A hybrid quantum system which contains spin ensembles, superconducting resonators and superconducting qubits, has been proposed as a way to realize quantum computer. In the first part of this poster, we coupled substitutional nitrogen centers (P1 centers) in diamond to a superconducting resonator with Zeeman effect. We observed a fast relaxation of spin population on the millisecond scale, which is much faster than the intrinsic spin longitudinal relaxation of P1 centers. By pump-probe experiments we attributed this process to a cross relaxation among different hyperfine splitted spin subensembles. In the second part, we demonstrate iSWAP gate and CR gate by using a 5-qubit quantum processor.

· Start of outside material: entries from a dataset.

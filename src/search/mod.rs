//! Metadata search across music catalogs.
//!
//! This module resolves cover art and lyrics for a (title, artist, album)
//! query using three external catalogs.
//!
//! # Architecture
//!
//! ```text
//! ┌──────────────────────────────────────────────┐
//! │ Resolver (needs, widen-and-retry, batch)     │
//! ├──────────────────────────────────────────────┤
//! │ Aggregator (fan-out, composite score, pick)  │
//! ├──────────────────────────────────────────────┤
//! │ Provider trait (+ CachedProvider decorator)  │
//! ├──────────────┬───────────────┬───────────────┤
//! │ qq (A)       │ netease (B)   │ kugou (C)     │
//! │ dto/adapter/ │ dto/adapter/  │ dto/adapter/  │
//! │ client       │ client        │ client        │
//! └──────────────┴───────────────┴───────────────┘
//! ```
//!
//! Each provider module keeps wire formats in `dto.rs` and converts them to
//! the types in [`domain`] in `adapter.rs`; nothing outside a provider
//! module sees its DTOs.

pub mod aggregator;
pub mod cache;
pub mod domain;
pub mod http;
pub mod kugou;
pub mod netease;
pub mod options;
pub mod qq;
pub mod resolver;
pub mod traits;

use std::sync::Arc;

use crate::config::Config;

pub use aggregator::{Aggregator, ScoringConfig, SourceBias, TieBreak};
pub use cache::CachedProvider;
pub use domain::{Candidate, Query, ScoredCandidate, SearchError, Source};
pub use options::{LocalScoring, ProviderOptions};
pub use resolver::{
    AttributeOutcome, BatchProgress, Needs, ResolvedCover, Resolver, RetryPolicy, TrackRequest,
    TrackResolution,
};
pub use traits::Provider;

/// Build the client for one catalog.
pub fn build_provider(source: Source, options: ProviderOptions) -> Result<Arc<dyn Provider>, SearchError> {
    Ok(match source {
        Source::Qq => Arc::new(qq::QqClient::new(options)?),
        Source::Netease => Arc::new(netease::NeteaseClient::new(options)?),
        Source::Kugou => Arc::new(kugou::KugouClient::new(options)?),
    })
}

/// Same as [`build_provider`], wrapped in a query cache.
pub fn build_cached_provider(
    source: Source,
    options: ProviderOptions,
    capacity: usize,
    ttl: std::time::Duration,
) -> Result<Arc<dyn Provider>, SearchError> {
    Ok(match source {
        Source::Qq => Arc::new(CachedProvider::with_limits(qq::QqClient::new(options)?, capacity, ttl)),
        Source::Netease => Arc::new(CachedProvider::with_limits(
            netease::NeteaseClient::new(options)?,
            capacity,
            ttl,
        )),
        Source::Kugou => Arc::new(CachedProvider::with_limits(
            kugou::KugouClient::new(options)?,
            capacity,
            ttl,
        )),
    })
}

/// Clients for every enabled catalog, in configured order.
pub fn providers_from_config(config: &Config) -> Result<Vec<Arc<dyn Provider>>, SearchError> {
    let providers = &config.providers;
    providers
        .sources()
        .into_iter()
        .map(|source| {
            let options = providers.options_for(source);
            if providers.cache {
                build_cached_provider(source, options, providers.cache_capacity, providers.cache_ttl())
            } else {
                build_provider(source, options)
            }
        })
        .collect()
}

/// Aggregator over the enabled catalogs.
pub fn aggregator_from_config(config: &Config) -> Result<Aggregator, SearchError> {
    Ok(Aggregator::new(providers_from_config(config)?, config.scoring.clone())
        .with_provider_timeout(config.providers.provider_timeout()))
}

/// Resolver wired from the config file.
pub fn resolver_from_config(config: &Config) -> Result<Resolver, SearchError> {
    let aggregator = Arc::new(aggregator_from_config(config)?);
    Ok(Resolver::new(aggregator, config.retry.clone())
        .with_concurrency(config.batch.concurrency)
        .with_local_first(config.batch.local_first))
}

#[cfg(test)]
mod tests {
    use super::*;

    #[test]
    fn test_providers_follow_config_order() {
        let mut config = Config::default();
        config.providers.enabled = vec!["kugou".into(), "qq".into()];
        config.providers.cache = false;

        let providers = providers_from_config(&config).unwrap();
        let sources: Vec<Source> = providers.iter().map(|p| p.source()).collect();
        assert_eq!(sources, vec![Source::Kugou, Source::Qq]);
    }

    #[test]
    fn test_resolver_from_default_config() {
        let resolver = resolver_from_config(&Config::default()).unwrap();
        assert_eq!(resolver.aggregator().providers().len(), 3);
        assert_eq!(
            resolver.aggregator().provider_timeout(),
            std::time::Duration::from_secs(20)
        );
    }
}
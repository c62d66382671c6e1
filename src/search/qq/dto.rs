//! QQ Music API Data Transfer Objects
//!
//! These types match what the QQ Music endpoints return. Most fields are
//! optional or defaulted because the gateway omits whole blocks when a
//! search finds nothing. Do not use these types outside the qq module.

use serde::{Deserialize, Serialize};

/// Envelope of the `musicu.fcg` search gateway
#[derive(Debug, Clone, Default, Deserialize, Serialize)]
pub struct SearchResponse {
    #[serde(default)]
    pub req: Option<RequestBlock>,
}

#[derive(Debug, Clone, Default, Deserialize, Serialize)]
pub struct RequestBlock {
    #[serde(default)]
    pub code: i64,
    #[serde(default)]
    pub data: Option<RequestData>,
}

#[derive(Debug, Clone, Default, Deserialize, Serialize)]
pub struct RequestData {
    #[serde(default)]
    pub body: Option<SearchBody>,
}

#[derive(Debug, Clone, Default, Deserialize, Serialize)]
pub struct SearchBody {
    #[serde(default)]
    pub song: Option<SongList>,
}

#[derive(Debug, Clone, Default, Deserialize, Serialize)]
pub struct SongList {
    #[serde(default)]
    pub list: Vec<Song>,
}

/// One song in the search results
#[derive(Debug, Clone, Default, Deserialize, Serialize)]
pub struct Song {
    /// Song mid, used for the lyric lookup
    #[serde(default)]
    pub mid: String,
    #[serde(default)]
    pub name: String,
    #[serde(default)]
    pub album: Album,
    #[serde(default)]
    pub singer: Vec<Singer>,
    /// Alternate image ids, used as cover fallbacks
    #[serde(default)]
    pub vs: Vec<String>,
}

#[derive(Debug, Clone, Default, Deserialize, Serialize)]
pub struct Album {
    #[serde(default)]
    pub mid: String,
    #[serde(default)]
    pub title: String,
}

#[derive(Debug, Clone, Default, Deserialize, Serialize)]
pub struct Singer {
    #[serde(default)]
    pub name: String,
}

/// Lyric endpoint response (requested with `nobase64=1`)
#[derive(Debug, Clone, Default, Deserialize, Serialize)]
pub struct LyricResponse {
    #[serde(default)]
    pub lyric: String,
    /// Translation stream, empty when the song has none
    #[serde(default)]
    pub trans: String,
}

impl SearchResponse {
    /// Songs in the response, empty when any level is missing.
    pub fn into_songs(self) -> Vec<Song> {
        self.req
            .and_then(|r| r.data)
            .and_then(|d| d.body)
            .and_then(|b| b.song)
            .map(|s| s.list)
            .unwrap_or_default()
    }
}

/// Build the JSON body for a keyword search.
pub fn search_request(keyword: &str, per_page: usize) -> serde_json::Value {
    serde_json::json!({
        "comm": { "ct": "19", "cv": "1859", "uin": "0" },
        "req": {
            "method": "DoSearchForQQMusicDesktop",
            "module": "music.search.SearchCgiService",
            "param": {
                "grp": 1,
                "num_per_page": per_page,
                "page_num": 1,
                "query": keyword,
                "search_type": 0
            }
        }
    })
}

#[cfg(test)]
mod tests {
    use super::*;

    #[test]
    fn test_parse_search_response() {
        let json = r#"{
            "code": 0,
            "req": {
                "code": 0,
                "data": {
                    "body": {
                        "song": {
                            "list": [{
                                "mid": "003OUlho2HcRHC",
                                "name": "晴天",
                                "album": {"mid": "000MkMni19ClKG", "title": "叶惠美"},
                                "singer": [{"name": "周杰伦"}],
                                "vs": ["", "abcd1234"]
                            }]
                        }
                    }
                }
            }
        }"#;
        let response: SearchResponse = serde_json::from_str(json).unwrap();
        let songs = response.into_songs();
        assert_eq!(songs.len(), 1);
        assert_eq!(songs[0].name, "晴天");
        assert_eq!(songs[0].album.mid, "000MkMni19ClKG");
        assert_eq!(songs[0].singer[0].name, "周杰伦");
        assert_eq!(songs[0].vs.len(), 2);
    }

    #[test]
    fn test_missing_blocks_yield_no_songs() {
        let response: SearchResponse = serde_json::from_str(r#"{"code":0,"req":{"code":2001}}"#).unwrap();
        assert!(response.into_songs().is_empty());
    }

    #[test]
    fn test_search_request_shape() {
        let body = search_request("晴天 周杰伦", 10);
        assert_eq!(body["req"]["param"]["query"], "晴天 周杰伦");
        assert_eq!(body["req"]["param"]["num_per_page"], 10);
        assert_eq!(body["req"]["module"], "music.search.SearchCgiService");
    }
}
impl Resolver {
    pub fn new(aggregator: Arc<Aggregator>, retry: RetryPolicy) -> Self {
        Self {
            aggregator,
            retry,
            concurrency: DEFAULT_CONCURRENCY,
            local_first: true,
        }
    }

    /// Bound on tracks resolved at once by [`Resolver::resolve_batch`].
    pub fn with_concurrency(mut self, concurrency: usize) -> Self {
        self.concurrency = concurrency.max(1);
        self
    }

    /// Whether to look for artwork on disk before asking providers.
    pub fn with_local_first(mut self, local_first: bool) -> Self {
        self.local_first = local_first;
        self
    }

    pub fn aggregator(&self) -> &Aggregator {
        &self.aggregator
    }

    /// Single best-effort resolution across all providers.
    pub async fn resolve(&self, query: &Query) -> Result<Option<Candidate>, SearchError> {
        self.aggregator.search_song_best(query).await
    }

    async fn local_cover(&self, request: &TrackRequest) -> Option<CoverArt> {
        if !self.local_first {
            return None;
        }
        let path = request.path.clone()?;
        match tokio::task::spawn_blocking(move || cover::extract_local(&path)).await {
            Ok(found) => found,
            Err(e) => {
                tracing::warn!(track = %request.id, "local cover lookup failed: {}", e);
                None
            }
        }
    }

    /// Query providers in order until `needs` are met or the ladder runs out.
    ///
    /// Returns whether any provider failed during the attempt.
    async fn run_attempt(&self, query: &Query, needs: Needs, found: &mut Vec<Candidate>) -> bool {
        let mut failed = false;
        let timeout = self.aggregator.provider_timeout();

        for rung in self.retry.ladder(query) {
            for provider in self.aggregator.providers() {
                match tokio::time::timeout(timeout, provider.try_search(&rung)).await {
                    Ok(Ok(candidates)) => found.extend(candidates),
                    Ok(Err(e)) => {
                        tracing::warn!(source = %provider.source(), query = %rung.keyword(), "search failed: {}", e);
                        failed = true;
                    }
                    Err(_) => {
                        tracing::warn!(source = %provider.source(), query = %rung.keyword(), "search timed out");
                        failed = true;
                    }
                }
                if needs.satisfied_by(found) {
                    return failed;
                }
            }
        }
        failed
    }

    /// Resolve the outstanding needs of one track.
    pub async fn resolve_track(&self, request: &TrackRequest) -> TrackResolution {
        let mut needs = request.needs;
        let mut resolution = TrackResolution {
            id: request.id.clone(),
            cover: AttributeOutcome::from_need(needs.cover),
            lyrics: AttributeOutcome::from_need(needs.lyrics),
            attempts: 0,
        };

        if needs.cover {
            if let Some(art) = self.local_cover(request).await {
                tracing::debug!(track = %request.id, "using local artwork");
                resolution.cover = AttributeOutcome::Filled {
                    value: ResolvedCover::Local(art),
                    source: "local".to_string(),
                };
                needs.cover = false;
            }
        }

        if needs.is_empty() {
            return resolution;
        }
        if request.query.is_empty() {
            tracing::debug!(track = %request.id, "no tags to search with");
            return resolution;
        }

        let mut found: Vec<Candidate> = Vec::new();
        for attempt in 1..=self.retry.max_attempts {
            resolution.attempts = attempt;
            let before = found.len();
            let failed = self.run_attempt(&request.query, needs, &mut found).await;

            if needs.satisfied_by(&found) {
                break;
            }
            let got_nothing = found.len() == before;
            if !failed && !got_nothing {
                tracing::debug!(track = %request.id, attempt, "providers answered, needs still unmet");
                break;
            }
            if got_nothing && attempt < self.retry.max_attempts {
                tokio::time::sleep(self.retry.backoff()).await;
            }
        }

        // Best-ranked candidate per attribute, scored against the strict query
        let ranked = self.aggregator.score_all(&request.query, found);
        if needs.cover {
            if let Some(best) = ranked.iter().find(|s| s.candidate.has_cover()) {
                resolution.cover = AttributeOutcome::Filled {
                    value: ResolvedCover::Remote(best.candidate.cover.clone().unwrap_or_default()),
                    source: best.candidate.source.tag().to_string(),
                };
            }
        }
        if needs.lyrics {
            if let Some(best) = ranked.iter().find(|s| s.candidate.has_lyrics()) {
                resolution.lyrics = AttributeOutcome::Filled {
                    value: best.candidate.lyrics.clone(),
                    source: best.candidate.source.tag().to_string(),
                };
            }
        }

        resolution
    }

    /// Resolve many tracks with bounded concurrency.
    ///
    /// `progress` is updated once per track, after that track completes.
    pub async fn resolve_batch(
        &self,
        requests: Vec<TrackRequest>,
        progress: &Mutex<BatchProgress>,
    ) -> HashMap<String, TrackResolution> {
        let total = requests.len();
        stream::iter(requests)
            .map(|request| async move {
                let resolution = self.resolve_track(&request).await;
                {
                    let mut p = progress.lock();
                    p.processed += 1;
                    if resolution.has_failures() {
                        p.failed += 1;
                    }
                    tracing::info!(
                        processed = p.processed,
                        failed = p.failed,
                        total,
                        track = %resolution.id,
                        "track resolved"
                    );
                }
                (request.id, resolution)
            })
            .buffer_unordered(self.concurrency)
            .collect()
            .await
    }
}
//! Single-track resolution across all catalogs.

use tokio::runtime::Runtime;

use super::print_field;
use crate::config::Config;
use crate::search::{self, Candidate, Query, SearchError};

/// Find the best cover and lyrics for one track
pub fn cmd_resolve(
    rt: &Runtime,
    config: &Config,
    query: &Query,
    show_lyrics: bool,
    json: bool,
) -> anyhow::Result<()> {
    let resolver = search::resolver_from_config(config)?;

    let best = rt.block_on(resolver.resolve(query));
    match best {
        Ok(Some(candidate)) if json => {
            println!("{}", serde_json::to_string_pretty(&candidate)?);
        }
        Ok(Some(candidate)) => print_candidate(&candidate, show_lyrics),
        Ok(None) if json => println!("null"),
        Ok(None) => {
            println!("✗ No match found for \"{}\"", query.keyword());
        }
        Err(SearchError::EmptyQuery) => {
            anyhow::bail!("no query provided: give at least a title, artist or album");
        }
        Err(e) => return Err(e.into()),
    }
    Ok(())
}

pub(crate) fn print_candidate(candidate: &Candidate, show_lyrics: bool) {
    println!(
        "✓ {} - {} (from {})",
        candidate.artist, candidate.title, candidate.source
    );
    print_field("Album", &candidate.album);
    print_field("Cover", candidate.cover.as_deref().unwrap_or(""));
    if candidate.has_lyrics() {
        let lines = candidate.lyrics.lines().count();
        let translated = if candidate.has_translation {
            ", bilingual"
        } else {
            ""
        };
        print_field("Lyrics", &format!("{} lines{}", lines, translated));
    } else {
        print_field("Lyrics", "none");
    }

    if show_lyrics && candidate.has_lyrics() {
        println!();
        println!("{}", candidate.lyrics);
    }
}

The qubit anharmonicity is enhanced by using a parallel capacitor, meanwhile the qubit is still operated in transmon regime. Furthermore, we have proposed a new architecture of scalable superconducting qubits based on ring network structures. This design can efficiently avoid breakpoints of superconducting patterns and significantly improve the robustness of intra-connections of qubits. We will demonstrate a quantum processor based on this architecture, to implement a fault-tolerant operating scheme with fourteen transmon qubits, which support reliable logical qubits and universal gates.